By Thom Rainer
Whenever I come across an article by Thom Rainer, I take the time to read it. He is one of the best church consultants and church “practitioners” I have come across. I have read many of his books and he is rarely wrong in his assessments.
This past week, I saw an article entitled, Why Churches Dieby Thom Rainer and I of course read it.
Denial is a bad thing and will cause a local church to close its doors. If you didn’t know, the ELCA has been shrinking in membership for a while now.
I think it is good to know why churches shrink and then close so that we do not fall into the same mentality.
I am not sounding any alarms or predicting gloom and doom! I just want every church member (where ever you go to church) to know the warning signs and then do the very opposite of what Thom Rainer lists below!

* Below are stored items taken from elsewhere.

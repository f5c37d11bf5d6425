// Signvox Core Library
// Speech queue coordination for recognized sign language

pub mod config;
pub mod context;
pub mod coordinator;
pub mod engine;
pub mod enhance;
pub mod service;
pub mod types;
pub mod utterance;
pub mod voice;

// Export core types
pub use config::{InitPolicy, SpeechConfig};
pub use context::{EmotionalContextTable, Tone, ToneProfile};
pub use coordinator::QueueCoordinator;
pub use engine::{playback_channel, PlaybackEventReceiver, PlaybackEventSender, SpeechEngine};
pub use enhance::TextEnhancer;
pub use service::{SpeechHandle, SpeechService};
pub use types::{
    CoordinatorStatus, PlaybackEvent, PlaybackRequest, Priority, Settings, SettingsUpdate,
    SpeechItem, UtteranceId, VoiceDescriptor,
};
pub use utterance::UtteranceBuilder;
pub use voice::VoiceSelector;

// Error types
use thiserror::Error;

#[derive(Error, Debug)]
pub enum SpeechError {
    #[error("Initialization error: voice catalog still empty after {attempts} attempts")]
    Initialization { attempts: u32 },

    #[error("Engine error: {0}")]
    Engine(String),

    #[error("Unsupported: {0}")]
    Unsupported(String),

    #[error("Speech service is no longer running")]
    ServiceClosed,

    #[error("IO error: {0}")]
    Io(#[from] std::io::Error),
}

pub type Result<T> = std::result::Result<T, SpeechError>;
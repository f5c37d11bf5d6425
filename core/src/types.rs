//! Shared data model for the speech pipeline.

use chrono::{DateTime, Utc};
use serde::{Deserialize, Serialize};
use std::fmt;

/// Scheduling priority of a speech request
#[derive(Clone, Copy, Debug, Default, PartialEq, Eq, Serialize, Deserialize)]
#[serde(rename_all = "lowercase")]
pub enum Priority {
    #[default]
    Normal,
    /// Preempts current playback and discards everything queued
    Urgent,
}

/// A pending speech request. Immutable once enqueued.
#[derive(Clone, Debug, PartialEq, Serialize, Deserialize)]
pub struct SpeechItem {
    pub text: String,
    pub sign_type: Option<String>,
    pub priority: Priority,
    pub submitted_at: DateTime<Utc>,
}

impl SpeechItem {
    pub fn new(text: impl Into<String>, sign_type: Option<&str>, priority: Priority) -> Self {
        Self {
            text: text.into(),
            sign_type: sign_type.map(str::to_string),
            priority,
            submitted_at: Utc::now(),
        }
    }

    pub fn normal(text: impl Into<String>) -> Self {
        Self::new(text, None, Priority::Normal)
    }

    pub fn urgent(text: impl Into<String>) -> Self {
        Self::new(text, None, Priority::Urgent)
    }
}

/// Read-only snapshot of one entry in the engine's voice catalog
#[derive(Clone, Debug, PartialEq, Eq, Serialize, Deserialize)]
pub struct VoiceDescriptor {
    /// Engine-specific identifier used to address the voice
    pub id: String,
    pub name: String,
    /// BCP-47 style tag, e.g. `en-US`
    pub language: String,
    pub is_local: bool,
    pub is_default: bool,
}

impl VoiceDescriptor {
    pub fn is_english(&self) -> bool {
        self.language.to_ascii_lowercase().starts_with("en")
    }
}

const MIN_RATE: f32 = 0.1;
const MAX_RATE: f32 = 4.0;

/// Process-wide default acoustic parameters
#[derive(Clone, Debug, PartialEq, Serialize, Deserialize)]
pub struct Settings {
    /// Multiplier of the engine's natural speaking speed
    pub rate: f32,
    /// 0.0 - 2.0, 1.0 is the voice's natural pitch
    pub pitch: f32,
    /// 0.0 - 1.0
    pub volume: f32,
    /// Silence inserted after each completed utterance
    pub pause_between_ms: u64,
}

impl Default for Settings {
    fn default() -> Self {
        Self {
            rate: 0.9,
            pitch: 1.0,
            volume: 0.9,
            pause_between_ms: 300,
        }
    }
}

impl Settings {
    /// Shallow merge: only fields present in `update` are replaced.
    /// Values are clamped to their ranges; non-finite values are ignored.
    pub fn merge(&mut self, update: SettingsUpdate) {
        if let Some(v) = update.rate.filter(|v| v.is_finite()) {
            self.rate = v.clamp(MIN_RATE, MAX_RATE);
        }
        if let Some(v) = update.pitch.filter(|v| v.is_finite()) {
            self.pitch = v.clamp(0.0, 2.0);
        }
        if let Some(v) = update.volume.filter(|v| v.is_finite()) {
            self.volume = v.clamp(0.0, 1.0);
        }
        if let Some(v) = update.pause_between_ms {
            self.pause_between_ms = v;
        }
    }
}

/// Partial settings, as accepted by `update_settings`
#[derive(Clone, Debug, Default, PartialEq, Serialize, Deserialize)]
pub struct SettingsUpdate {
    #[serde(default)]
    pub rate: Option<f32>,
    #[serde(default)]
    pub pitch: Option<f32>,
    #[serde(default)]
    pub volume: Option<f32>,
    #[serde(default)]
    pub pause_between_ms: Option<u64>,
}

/// A materialized utterance handed to the synthesis engine
#[derive(Clone, Debug, PartialEq, Serialize, Deserialize)]
pub struct PlaybackRequest {
    pub text: String,
    pub voice: Option<VoiceDescriptor>,
    pub rate: f32,
    pub pitch: f32,
    pub volume: f32,
}

/// Identity of one submission to the engine
#[derive(Clone, Copy, Debug, PartialEq, Eq, Hash, PartialOrd, Ord, Serialize, Deserialize)]
pub struct UtteranceId(pub u64);

impl fmt::Display for UtteranceId {
    fn fmt(&self, f: &mut fmt::Formatter<'_>) -> fmt::Result {
        write!(f, "utt-{}", self.0)
    }
}

/// Lifecycle callbacks reported by the engine for a submitted request
#[derive(Clone, Debug, PartialEq, Eq)]
pub enum PlaybackEvent {
    Started { id: UtteranceId },
    Completed { id: UtteranceId },
    Failed { id: UtteranceId, reason: String },
}

impl PlaybackEvent {
    pub fn id(&self) -> UtteranceId {
        match self {
            PlaybackEvent::Started { id }
            | PlaybackEvent::Completed { id }
            | PlaybackEvent::Failed { id, .. } => *id,
        }
    }
}

/// Read-only snapshot of the coordinator
#[derive(Clone, Debug, Default, PartialEq, Serialize, Deserialize)]
pub struct CoordinatorStatus {
    pub initialized: bool,
    pub is_speaking: bool,
    pub queue_length: usize,
    pub current_voice_name: Option<String>,
    pub settings: Settings,
}

#[cfg(test)]
mod tests {
    use super::*;

    #[test]
    fn test_merge_replaces_present_fields_only() {
        let mut settings = Settings::default();
        settings.merge(SettingsUpdate {
            volume: Some(0.4),
            ..Default::default()
        });
        assert_eq!(settings.volume, 0.4);
        assert_eq!(settings.rate, 0.9);
        assert_eq!(settings.pause_between_ms, 300);
    }

    #[test]
    fn test_merge_clamps_out_of_range() {
        let mut settings = Settings::default();
        settings.merge(SettingsUpdate {
            rate: Some(-1.0),
            pitch: Some(3.5),
            volume: Some(-0.2),
            pause_between_ms: None,
        });
        assert_eq!(settings.rate, MIN_RATE);
        assert_eq!(settings.pitch, 2.0);
        assert_eq!(settings.volume, 0.0);

        settings.merge(SettingsUpdate {
            rate: Some(100.0),
            volume: Some(7.0),
            ..Default::default()
        });
        assert_eq!(settings.rate, MAX_RATE);
        assert_eq!(settings.volume, 1.0);
    }

    #[test]
    fn test_merge_ignores_nan() {
        let mut settings = Settings::default();
        settings.merge(SettingsUpdate {
            rate: Some(f32::NAN),
            pitch: Some(f32::INFINITY),
            volume: Some(f32::NAN),
            pause_between_ms: None,
        });
        assert_eq!(settings, Settings::default());
    }
}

- Why Churches Die: They refuse to admit they are sick, very sick. I have worked with churches whose attendance has declined by over 80 percent. They have no gospel witness in the community. They have not seen a person come to Christ in two decades. But they say they are fine. They say nothing is wrong.
- Why Churches Die: They are still waiting on the “magic bullet” pastor. They reason, if only we could find the right pastor, we would be fine. But they bring in pastor after pastor. Each leaves after a short-term stint, frustrated that the congregation was so entrenched in its ways. So the church starts the search again for the magic bullet pastor.
- Why Churches Die: They fail to accept responsibility. I recently met with the remaining members of a dying church. Their plight was the community’s fault. Those people should be coming to their church. It was the previous five pastors’ fault. Or it was the fault of culture. If everything returned to the Bible belt mentality of decades earlier, we would be fine.
- Why Churches Die: They are not willing to change…at all. A friend asked me to meet with the remaining members of a dying church. These members were giddy with excitement. They viewed me as the great salvific hope for their congregation. But my blunt assessment was not pleasing to them, especially when I talked about change. Finally, one member asked if they would have to look at the words of a hymn on a screen instead of a hymnal if they made changes. I stood in stunned silence, and soon walked away from the church that would close its doors six months later.
- Why Churches Die: Their “solutions” are all inwardly focused. They don’t want to talk about reaching the ethnically changing community. They want to know how they can make church more comfortable and palatable for the remnant of members.
- Why Churches Die: They desire to return to 1985. Or 1972. Or 1965. Or 1959. Those were the good old days. If we could just do church like we did then, everything would be fine.